非晶性ポリエステルポリオールとして、イソフタル酸及びネオペンチルグリコールを主成分として得られた非晶性ポリエステルポリオール(水酸基数:2、Mn:2000)を準備した。
ポリブタジエンポリオールとして、ポリブタジエンポリオール(水酸基数:2、Mn:1400、日本曹達株式会社の製品名「G-1000」)を準備した。

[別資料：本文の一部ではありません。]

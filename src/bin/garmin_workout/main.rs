// ABOUTME: garmin-workout - command-line front end for the workout parser
// ABOUTME: Parses, checks and queues natural-language running workouts
//
// SPDX-License-Identifier: MIT OR Apache-2.0
// Copyright (c) 2025 Pierre Fitness Intelligence
//!
//! Usage:
//! ```bash
//! # Preview a workout
//! garmin-workout parse "1km warmup @ 5:30, 3x 1km @ 4:45 + 2min rest, 1km cooldown"
//!
//! # Same workout as JSON, read from stdin
//! echo "10min wu, 20min tempo @ 4:30-4:40/km, cd" | garmin-workout parse --format json
//!
//! # Exit status only
//! garmin-workout check "5x 400m @ 3:50 + 90s jog"
//!
//! # Queue for upload (account email from GARMIN_EMAIL, if set)
//! garmin-workout upload "3x 1mi @ 7:00/mi + 2min rest" --name "Mile repeats" --date 2025-06-01
//!
//! # Validate and log without writing anything
//! garmin-workout upload "45min easy" --dry-run
//! ```

mod commands;
mod helpers;

use std::path::PathBuf;
use std::process::ExitCode;

use chrono::NaiveDate;
use clap::{Parser, Subcommand};
use garmin_workout_creator::config::CreatorConfig;
use garmin_workout_creator::formatters::OutputFormat;
use garmin_workout_creator::logging;
use tracing::debug;
use workout_core::errors::ErrorCode;

#[derive(Parser)]
#[command(
    name = "garmin-workout",
    version,
    about = "Turn natural-language running workouts into structured workouts",
    long_about = "Parses descriptions like '1km warmup @ 5:30, 3x 1km @ 4:45 + 2min rest' into structured workouts, previews them, and queues them for upload."
)]
struct Cli {
    #[command(subcommand)]
    command: Command,

    /// Enable debug logging
    #[arg(long, short = 'v', global = true)]
    verbose: bool,
}

#[non_exhaustive]
#[derive(Subcommand)]
enum Command {
    /// Parse a workout and print a preview
    Parse {
        /// Workout description (read from stdin when omitted)
        text: Option<String>,

        /// Output format
        #[arg(
            long,
            short = 'f',
            value_enum,
            ignore_case = true,
            default_value_t = OutputFormat::Text
        )]
        format: OutputFormat,
    },

    /// Exit with status 0 if the workout parses, 1 otherwise
    Check {
        /// Workout description (read from stdin when omitted)
        text: Option<String>,
    },

    /// Parse a workout and hand it to an uploader
    Upload {
        /// Workout description (read from stdin when omitted)
        text: Option<String>,

        /// Workout name (defaults to WORKOUT_DEFAULT_NAME)
        #[arg(long, short = 'n')]
        name: Option<String>,

        /// Scheduled date (YYYY-MM-DD)
        #[arg(long, short = 'd')]
        date: Option<NaiveDate>,

        /// Free-form notes
        #[arg(long)]
        notes: Option<String>,

        /// Account email (overrides GARMIN_EMAIL), recorded in the outbox entry
        #[arg(long)]
        email: Option<String>,

        /// Account password (overrides GARMIN_PASSWORD). Only uploaders that
        /// sign in read it; the outbox never stores it and works without it
        #[arg(long)]
        password: Option<String>,

        /// Validate and log without writing anything
        #[arg(long)]
        dry_run: bool,

        /// Outbox directory (overrides WORKOUT_OUTBOX_DIR)
        #[arg(long)]
        outbox: Option<PathBuf>,
    },
}

#[tokio::main]
async fn main() -> anyhow::Result<ExitCode> {
    let cli = Cli::parse();
    logging::init_from_env(cli.verbose.then_some("debug"))?;

    let config = match CreatorConfig::from_env() {
        Ok(config) => config,
        Err(error) => {
            helpers::display::print_error(&error.into());
            return Ok(exit_code(ErrorCode::ConfigInvalid));
        }
    };
    debug!(outbox = %config.outbox_dir.display(), "garmin-workout starting");

    let result = match cli.command {
        Command::Parse { text, format } => commands::parse(&config, text, format).await,
        Command::Check { text } => commands::check(&config, text).await,
        Command::Upload {
            text,
            name,
            date,
            notes,
            email,
            password,
            dry_run,
            outbox,
        } => {
            let args = commands::UploadArgs {
                name,
                date,
                notes,
                email,
                password,
                dry_run,
                outbox,
            };
            commands::upload(&config, text, args).await
        }
    };

    Ok(match result {
        Ok(code) => code,
        Err(error) => {
            helpers::display::print_error(&error);
            exit_code(error.code)
        }
    })
}

/// 2 for problems with the user's input, 1 for everything else
fn exit_code(code: ErrorCode) -> ExitCode {
    if code.is_user_error() {
        ExitCode::from(2)
    } else {
        ExitCode::FAILURE
    }
}

#[cfg(test)]
mod tests {
    use super::*;

    fn parse_format(args: &[&str]) -> Result<OutputFormat, clap::Error> {
        let cli = Cli::try_parse_from(["garmin-workout", "parse", "1km easy"].iter().chain(args))?;
        let Command::Parse { format, .. } = cli.command else {
            unreachable!("arguments always select the parse subcommand");
        };
        Ok(format)
    }

    #[test]
    fn test_format_flag() {
        assert_eq!(parse_format(&[]).unwrap(), OutputFormat::Text);
        assert_eq!(parse_format(&["--format", "json"]).unwrap(), OutputFormat::Json);
        assert_eq!(parse_format(&["-f", "JSON"]).unwrap(), OutputFormat::Json);
    }

    #[test]
    fn test_unknown_format_is_rejected() {
        let error = parse_format(&["--format", "jsno"]).unwrap_err();
        assert_eq!(error.kind(), clap::error::ErrorKind::InvalidValue);
    }
}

ポリエーテルポリオールとして、ポリプロピレングリコール(水酸基数:2、Mn:2000、AGC株式会社の製品名「EXCENOL2020」)を準備した。
【0051】
(イソシアネート成分)
イソシアネート成分として、ジフェニルメタンジイソシアネート(「MDI」と略す。イソシアネート基数:2、東ソー株式会社の製品名「ミリオネートMT」)を準備した。
【0052】
[反応性ホットメルト接着剤の作製]
(実施例1)
予め真空乾燥機により脱水処理したポリオール成分(結晶性ポリエステルポリオールを25部と、非晶性ポリエステルポリオールを75部)、及び、MDIを32部加えて均一に混合した。次いで、得られた混合物を110℃で1時間反応させた後、更に110℃で1時間減圧脱泡攪拌し、イソシアネート基を有するウレタンプレポリマーを含む接着剤を得た。
【0053】
(実施例2~4、比較例1~4)
各成分の配合量を表1に示す値に変更した以外は、実施例1と同様にして、イソシアネート基を有するウレタンプレポリマーを含む接着剤を得た。
【0054】
実施例及び比較例で得られた接着剤の各特性を以下のようにして評価した。結果を表1に示す。
【0055】
(粘度)
BH-HH型少量回転粘度計(東機産業株式会社製)で、4号ローターを使用して、ローター回転数100rpm、120℃における接着剤(試料量15g)の溶融粘度を測定した。
【0056】
(接着強度)
接着剤を100℃で溶融し、温度25℃、湿度50%の環境下で、縦75mm×横25mm×厚さ2mmのポリカーボネート板上に塗布して、同ポリカーボネート板で圧着することで、縦6mm×横25mm×厚さ100μmの接着剤層を有する試験片を作製した。圧着後、温度25℃、湿度50%の環境下で24時間養生した後、せん断試験(引張速度:10mm/分)を行い、接着強度(MPa)を測定した。
【0057】
(透湿度)
表面温度を100℃に調整したガラス板上に、離型処理を施したポリエチレンテレフタレート(PET)フィルムを載置した。次いで、100℃で溶融した接着剤を、アプリケーターを用いてPETフィルム上に塗布して、厚さ100μmの接着剤層を形成した後、温度23℃、相対湿度50%の恒温恒湿槽に1週間静置した。その後、接着剤層をPETフィルムから剥離し、防湿性の測定用試料とした。測定用試料の透湿度を、透湿度カップ法(JIS Z 0208 B法)に基づいて測定した。
【0058】
【0059】
表1より、実施例で得られた反応性ホットメルト接着剤は、120℃における溶融粘度が小さく、良好な塗布作業性を備えると共に、当該接着剤から形成された接着剤層は、接着強度が高く、防湿性に優れることがわかる。